A window open onto unexplored abysses.

Project (2014)

The Scientific Imagination: Art, Science, and Fiction 1863–1969

Pamela Kort's project investigated how and why the disciplines of art, science, and fiction increasingly interacted between 1863 and 1969. This history affected not just avant-garde artistic practice, but also the manner in which a broad-based public became acquainted with developments in science. While 1863 saw the appearance of the first of Jules Verne’s roman scientifiques, 1969 marked the date that man finally landed on the moon. The year 1863 also brought the first series of images of “deep time.” Made by Ėdouard Riou, these full-page plates appeared in Louis Figuier’s widely read popular science book, La terre avant le deluge.

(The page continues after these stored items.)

//! Discovery of models that can be loaded.
//!
//! Catalogs feed `list_available_models`. A [`DirectoryCatalog`] scans a
//! models directory (flat files or one sub-directory per model); a
//! [`StaticCatalog`] serves the templates from configuration.

use async_trait::async_trait;
use std::path::{Path, PathBuf};

use crate::config::CatalogTemplate;
use crate::error::{OrchestratorError, OrchestratorResult};
use crate::format::{FormatDetector, ModelFormat};
use crate::types::{ModelConfiguration, ModelStatus, ModelType};

/// Source of loadable model descriptions.
#[async_trait]
pub trait ModelCatalog: Send + Sync {
    /// Catalog name used in logs
    fn name(&self) -> &str;

    /// Models this catalog knows about, with status `Available`.
    async fn list(&self) -> OrchestratorResult<Vec<ModelConfiguration>>;
}

/// Guess a model type from its file name.
pub fn infer_model_type(name: &str, format: ModelFormat) -> ModelType {
    let name = name.to_ascii_lowercase();
    if name.contains("embed") || name.contains("minilm") || name.contains("bge") {
        ModelType::Embedding
    } else if name.contains("whisper") || name.contains("asr") || name.contains("stt") {
        ModelType::Transcription
    } else if name.contains("clip") || name.contains("vit") || name.contains("vision") {
        ModelType::Vision
    } else if name.contains("classif") || name.contains("sentiment") {
        ModelType::Classification
    } else if format.is_transformer() {
        ModelType::Llm
    } else {
        ModelType::Other
    }
}

fn available(id: String, path: PathBuf, format: ModelFormat, model_type: ModelType) -> ModelConfiguration {
    let memory_bytes = std::fs::metadata(&path).map(|m| m.len()).ok();
    ModelConfiguration {
        id,
        provider: format.to_string(),
        model_type,
        status: ModelStatus::Available,
        path: Some(path),
        format: Some(format),
        memory_bytes,
        priority: None,
        context_size: None,
    }
}

// ============================================================================
// Directory scan
// ============================================================================

/// Scans a directory for model files.
///
/// `<dir>/name.gguf` is listed as `name`; `<dir>/name/` holding a model file
/// is listed as `name`, matching the filesystem store layout.
#[derive(Debug, Clone)]
pub struct DirectoryCatalog {
    root: PathBuf,
    detector: FormatDetector,
}

impl DirectoryCatalog {
    pub fn new(root: impl Into<PathBuf>) -> Self {
        Self {
            root: root.into(),
            detector: FormatDetector::new(),
        }
    }

    pub fn root(&self) -> &Path {
        &self.root
    }

    fn scan(&self) -> OrchestratorResult<Vec<ModelConfiguration>> {
        let entries = match std::fs::read_dir(&self.root) {
            Ok(entries) => entries,
            Err(e) if e.kind() == std::io::ErrorKind::NotFound => return Ok(Vec::new()),
            Err(e) => {
                return Err(OrchestratorError::Storage(format!(
                    "failed to read models directory {}: {e}",
                    self.root.display()
                )));
            }
        };

        let mut models = Vec::new();
        for entry in entries.flatten() {
            let path = entry.path();
            if path.is_dir() {
                let Some(id) = path.file_name().and_then(|n| n.to_str()) else {
                    continue;
                };
                if let Some((file, format)) = self.first_model_in(&path) {
                    models.push(available(
                        id.to_string(),
                        file,
                        format,
                        infer_model_type(id, format),
                    ));
                }
                continue;
            }

            let format = self.detector.detect(&path);
            if !format.is_known() {
                continue;
            }
            if let Some(id) = path.file_stem().and_then(|n| n.to_str()) {
                let model_type = infer_model_type(id, format);
                models.push(available(id.to_string(), path.clone(), format, model_type));
            }
        }
        models.sort_by(|a, b| a.id.cmp(&b.id));
        models.dedup_by(|a, b| a.id == b.id);
        Ok(models)
    }

    fn first_model_in(&self, dir: &Path) -> Option<(PathBuf, ModelFormat)> {
        let mut files: Vec<PathBuf> = std::fs::read_dir(dir)
            .ok()?
            .flatten()
            .map(|e| e.path())
            .filter(|p| p.is_file())
            .collect();
        files.sort();
        files.into_iter().find_map(|p| {
            let format = self.detector.detect(&p);
            format.is_known().then_some((p, format))
        })
    }
}

#[async_trait]
impl ModelCatalog for DirectoryCatalog {
    fn name(&self) -> &str {
        "directory"
    }

    async fn list(&self) -> OrchestratorResult<Vec<ModelConfiguration>> {
        let catalog = self.clone();
        tokio::task::spawn_blocking(move || catalog.scan())
            .await
            .map_err(|e| OrchestratorError::Storage(e.to_string()))?
    }
}

// ============================================================================
// Configured templates
// ============================================================================

/// Models declared in configuration.
#[derive(Debug, Clone, Default)]
pub struct StaticCatalog {
    templates: Vec<CatalogTemplate>,
}

impl StaticCatalog {
    pub fn new(templates: Vec<CatalogTemplate>) -> Self {
        Self { templates }
    }

    pub fn len(&self) -> usize {
        self.templates.len()
    }

    pub fn is_empty(&self) -> bool {
        self.templates.is_empty()
    }
}

#[async_trait]
impl ModelCatalog for StaticCatalog {
    fn name(&self) -> &str {
        "static"
    }

    async fn list(&self) -> OrchestratorResult<Vec<ModelConfiguration>> {
        let detector = FormatDetector::new();
        Ok(self
            .templates
            .iter()
            .map(|t| {
                let format = detector.detect(&t.path);
                let mut config = available(t.id.clone(), t.path.clone(), format, t.model_type);
                if let Some(provider) = &t.provider {
                    config.provider = provider.clone();
                }
                config
            })
            .collect())
    }
}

Soon thereafter Verne commissioned their artist to make a number of the imaginative illustrations for his Voyages extraordinaires.  Giorgio de Chirico was amongst the first artists to articulate the relationship of Verne’s style and Riou’s illustrations to the “metaphysical” quality of his painting. Max Ernst’s September 1919 encounter with that text—Sull’arte metafisica (1919)—and two reproductions of drawings by de Chirico within it, changed the course his work would take. Shortly thereafter, he also began to pursue the possibilities that Alfred Jarry’s notion of  “pataphysics” held out for his art. Verne’s books only began to be integrated more fully into the French literary canon in 1949. More or less contemporaneously a steady stream of science fiction books, comics, and films began to appear on the market. All of this had far-reaching consequences for artists active during the 1950s and ‘60s in Europe and America.